Troisième partie consacrée à Gorgias

Gorgias

SOCRATE.

Cela posé, voyons, je te prie, ce que nous devons penser [455b] de la rhétorique. Pour moi, je ne puis encore me former une idée précise de ce que j’en dois dire. Lorsqu’une ville s’assemble pour faire choix de médecins, de constructeurs de vaisseaux, ou de toute autre espèce d’ouvriers, n’est-il pas vrai que l’orateur n’aura point alors de conseil à donner, puisqu’il est évident que, dans chacun de ces cas, il faut choisir le plus instruit ? Ni lorsqu’il s’agira de la construction des murs, des ports, ou des arsenaux ; mais que l’on consultera là-dessus les architectes : ni lorsqu’on délibérera sur le choix d’un général, sur l’ordre dans lequel on marchera à l’ennemi, [455c] sur les postes dont on doit s’emparer ; mais qu’en ces circonstances les gens de guerre diront leur avis, et les orateurs ne seront pas consultés.

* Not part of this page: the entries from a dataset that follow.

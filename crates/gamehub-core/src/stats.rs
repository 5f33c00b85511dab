//! Process-wide event aggregation.
//!
//! [`StatsAggregator`] owns a single [`GlobalStats`] behind one mutex. Every
//! [`record`](StatsAggregator::record) applies all of its counter updates while
//! holding the lock, so [`export`](StatsAggregator::export) never sees an event
//! half-counted.
//!
//! Session timestamps come from the producer, not the server clock. They are
//! trusted as-is and may move backwards if clients disagree about the time.

use std::collections::BTreeMap;

use chrono::{DateTime, SecondsFormat, Utc};
use parking_lot::Mutex;
use serde::{Deserialize, Serialize};

use crate::event::GameEvent;

/// Aggregate for one channel (game session).
#[derive(Clone, Debug, PartialEq, Serialize, Deserialize)]
#[serde(rename_all = "camelCase")]
pub struct SessionStats {
    /// Timestamp of the first event seen on this channel. Never updated.
    #[serde(with = "millis_opt")]
    pub first_seen: Option<DateTime<Utc>>,
    /// Timestamp of the most recently received event on this channel.
    #[serde(with = "millis_opt")]
    pub last_seen: Option<DateTime<Utc>>,
    /// Number of events received on this channel.
    pub event_count: u64,
}

/// Snapshot of all aggregate counters.
#[derive(Clone, Debug, PartialEq, Serialize, Deserialize)]
#[serde(rename_all = "camelCase")]
pub struct GlobalStats {
    /// Total events recorded.
    pub total_events: u64,
    /// Event count per `type` tag.
    pub event_types: BTreeMap<String, u64>,
    /// Per-channel aggregates.
    pub sessions: BTreeMap<String, SessionStats>,
    /// When aggregation started.
    #[serde(with = "millis")]
    pub start_time: DateTime<Utc>,
}

impl GlobalStats {
    fn new(start_time: DateTime<Utc>) -> Self {
        Self {
            total_events: 0,
            event_types: BTreeMap::new(),
            sessions: BTreeMap::new(),
            start_time,
        }
    }

    /// Milliseconds elapsed since `start_time`.
    pub fn uptime_millis(&self, now: DateTime<Utc>) -> i64 {
        (now - self.start_time).num_milliseconds()
    }
}

/// RFC 3339 with exactly three fractional digits, e.g. `2024-01-01T00:00:00.000Z`.
mod millis {
    use chrono::{DateTime, Utc};
    use serde::{Deserialize, Deserializer, Serializer, de::Error};

    use super::SecondsFormat;

    pub fn serialize<S: Serializer>(t: &DateTime<Utc>, s: S) -> Result<S::Ok, S::Error> {
        s.serialize_str(&t.to_rfc3339_opts(SecondsFormat::Millis, true))
    }

    pub fn deserialize<'de, D: Deserializer<'de>>(d: D) -> Result<DateTime<Utc>, D::Error> {
        let raw = String::deserialize(d)?;
        DateTime::parse_from_rfc3339(&raw)
            .map(|t| t.with_timezone(&Utc))
            .map_err(D::Error::custom)
    }
}

mod millis_opt {
    use chrono::{DateTime, Utc};
    use serde::{Deserialize, Deserializer, Serializer, de::Error};

    use super::SecondsFormat;

    pub fn serialize<S: Serializer>(t: &Option<DateTime<Utc>>, s: S) -> Result<S::Ok, S::Error> {
        match t {
            Some(t) => s.serialize_str(&t.to_rfc3339_opts(SecondsFormat::Millis, true)),
            None => s.serialize_none(),
        }
    }

    pub fn deserialize<'de, D: Deserializer<'de>>(
        d: D,
    ) -> Result<Option<DateTime<Utc>>, D::Error> {
        Option::<String>::deserialize(d)?
            .map(|raw| {
                DateTime::parse_from_rfc3339(&raw)
                    .map(|t| t.with_timezone(&Utc))
                    .map_err(D::Error::custom)
            })
            .transpose()
    }
}

/// Shared aggregator. Wrap in an `Arc` and hand a clone to every connection.
pub struct StatsAggregator {
    inner: Mutex<GlobalStats>,
}

impl StatsAggregator {
    /// Create an aggregator whose `start_time` is now.
    pub fn new() -> Self {
        Self::with_start_time(Utc::now())
    }

    /// Create an aggregator with an explicit `start_time`.
    pub fn with_start_time(start_time: DateTime<Utc>) -> Self {
        Self {
            inner: Mutex::new(GlobalStats::new(start_time)),
        }
    }

    /// Count one event.
    pub fn record(&self, event: &GameEvent) {
        let mut stats = self.inner.lock();
        stats.total_events += 1;
        *stats
            .event_types
            .entry(event.event_type().to_owned())
            .or_insert(0) += 1;

        if let Some(channel) = event.channel() {
            let seen = event.timestamp_utc();
            let session = stats
                .sessions
                .entry(channel.to_owned())
                .or_insert_with(|| SessionStats {
                    first_seen: seen,
                    last_seen: seen,
                    event_count: 0,
                });
            session.last_seen = seen;
            session.event_count += 1;
        }
    }

    /// Consistent copy of the current counters.
    pub fn export(&self) -> GlobalStats {
        self.inner.lock().clone()
    }

    /// Total events recorded so far.
    pub fn total_events(&self) -> u64 {
        self.inner.lock().total_events
    }

    /// When aggregation started.
    pub fn start_time(&self) -> DateTime<Utc> {
        self.inner.lock().start_time
    }
}

impl Default for StatsAggregator {
    fn default() -> Self {
        Self::new()
    }
}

Qu’en penses-tu, Gorgias ? Puisque tu te dis orateur, et capable de former d’autres orateurs, on ne peut mieux s’adresser qu’à toi pour connaître à fond ton art. Figure-toi d’ailleurs que je travaille ici dans tes intérêts. Peut-être parmi ceux qui sont ici y en a-t-il qui désirent d’être de tes disciples, comme j’en sais quelques-uns et même beaucoup, qui ont cette envie, et qui n’osent pas t’interroger. [455d] Persuade-toi donc que, quand je t’interroge, c’est comme s’ils te demandaient eux-mêmes : Gorgias, que nous en reviendra-t-il, si nous prenons tes leçons ? sur quoi serons-nous en état de conseiller nos concitoyens ? Sera-ce seulement sur le juste et l’injuste, ou, en outre, sur les objets dont Socrate vient de parler ? Essaie de leur répondre.

GORGIAS.

Je vais, Socrate, essayer de te développer en son entier toute la vertu de la rhétorique ; car tu m’as mis parfaitement sur la voie. Tu sais sans doute [455e] que les arsenaux des Athéniens, leurs murailles, leurs ports, ont été construits, en partie sur les conseils de Thémistocle, en partie sur ceux de Périclès, et non sur ceux des ouvriers.

SOCRATE.

Je sais, Gorgias, qu’on le dit de Thémistocle. A l’égard de Périclès, je l’ai entendu moi-même, lorsqu’il conseilla aux Athéniens d’élever la muraille qui sépare Athènes du Pirée.

[456a] GORGIAS.

Ainsi tu vois, Socrate, que quand il s’agit de prendre un parti sur les objets dont tu parlais, les orateurs sont ceux qui conseillent, et dont l’avis l’emporte.

SOCRATE.

C’est aussi ce qui m’étonne, Gorgias, et ce qui est cause que je t’interroge depuis si longtemps sur la vertu de la rhétorique. A le prendre ainsi, elle me paraît merveilleusement grande.

GORGIAS.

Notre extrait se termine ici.